*WORK TO COMPLETE*
Report only how many lines in the material contain "rejected".

=-=-=

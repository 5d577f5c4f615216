use std::sync::Arc;

use bytes::{Buf, BufMut, Bytes, BytesMut};
use futures::{Stream, TryStreamExt};
use serde_json::Value;
use tracing::{error, info, warn};
use uuid::Uuid;
use warp::{Rejection, Reply};

use super::Generator;
use crate::error::ApiError;
use crate::gemini::{GenerationError, ReportGenerator};
use crate::metrics;
use crate::models::{ReportRequest, ReportResponse};
use crate::prompt;

fn reject(e: ApiError) -> Rejection {
    metrics::record_outcome(e.kind());
    warp::reject::custom(e)
}

pub async fn require_generator(generator: Generator) -> Result<Arc<dyn ReportGenerator>, Rejection> {
    generator.ok_or_else(|| {
        error!("Report request rejected: generation client is not configured (check GEMINI_API_KEY)");
        reject(ApiError::Unavailable)
    })
}

/// Collects the request body, failing with `PayloadTooLarge` once it exceeds `limit` bytes.
pub async fn read_body<S, B>(body: S, limit: usize) -> Result<Bytes, Rejection>
where
    S: Stream<Item = Result<B, warp::Error>> + Send,
    B: Buf + Send,
{
    body.map_err(|e| ApiError::Unexpected(e.to_string()))
        .try_fold(BytesMut::new(), |mut buffer, chunk| async move {
            if buffer.len() + chunk.remaining() > limit {
                return Err(ApiError::PayloadTooLarge);
            }
            buffer.put(chunk);
            Ok(buffer)
        })
        .await
        .map(BytesMut::freeze)
        .map_err(reject)
}

pub async fn handle_generate_report(
    generator: Arc<dyn ReportGenerator>,
    content_type: Option<String>,
    body: Bytes,
) -> Result<impl Reply, Rejection> {
    let request_id = Uuid::new_v4();

    match generate_report(request_id, generator.as_ref(), content_type.as_deref(), &body).await {
        Ok(report) => {
            metrics::record_outcome("success");
            Ok(warp::reply::json(&ReportResponse { report }))
        }
        Err(e) => Err(reject(e)),
    }
}

async fn generate_report(
    request_id: Uuid,
    generator: &dyn ReportGenerator,
    content_type: Option<&str>,
    body: &[u8],
) -> Result<String, ApiError> {
    if !is_json(content_type) {
        return Err(ApiError::MalformedRequest);
    }
    let value: Value = serde_json::from_slice(body).map_err(|_| ApiError::MalformedRequest)?;
    if !value.is_object() {
        return Err(ApiError::MalformedRequest);
    }

    let request: ReportRequest =
        serde_json::from_value(value).map_err(|e| ApiError::Unexpected(e.to_string()))?;
    let (findings, template) = request.normalized();
    let prompt = prompt::assemble(findings, template);

    info!(
        "Generating report [{}] (findings: {} chars, template: {} chars)",
        request_id,
        findings.len(),
        template.len()
    );

    match generator.generate(&prompt).await {
        Ok(report) => {
            info!("Report generated [{}]", request_id);
            Ok(report)
        }
        Err(e) => {
            log_generation_error(request_id, &e);
            Err(e.into())
        }
    }
}

fn log_generation_error(request_id: Uuid, err: &GenerationError) {
    match err {
        GenerationError::PermissionDenied(details) => {
            error!("Gemini permission denied [{}]: {}. Check the API key", request_id, details)
        }
        GenerationError::QuotaExceeded(details) => {
            error!("Gemini quota exceeded [{}]: {}", request_id, details)
        }
        GenerationError::SafetyBlocked(details) => {
            warn!("Report generation blocked by safety filters [{}]: {}", request_id, details)
        }
        GenerationError::InvalidArgument(details) => {
            error!("Gemini rejected the request [{}]: {}", request_id, details)
        }
        GenerationError::ResponseExtractionFailed(details) => {
            error!("Could not extract report text [{}]: {}", request_id, details)
        }
        GenerationError::Unknown(details) => {
            error!("Unexpected report generation failure [{}]: {}", request_id, details)
        }
    }
}

/// `application/json` or any `application/*+json` media type.
fn is_json(content_type: Option<&str>) -> bool {
    let Some(mime) = content_type.and_then(|value| value.split(';').next()) else {
        return false;
    };
    let mime = mime.trim().to_ascii_lowercase();
    mime == "application/json" || (mime.starts_with("application/") && mime.ends_with("+json"))
}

=-=-=

*OUTPUT FOR THIS EXERCISE*
2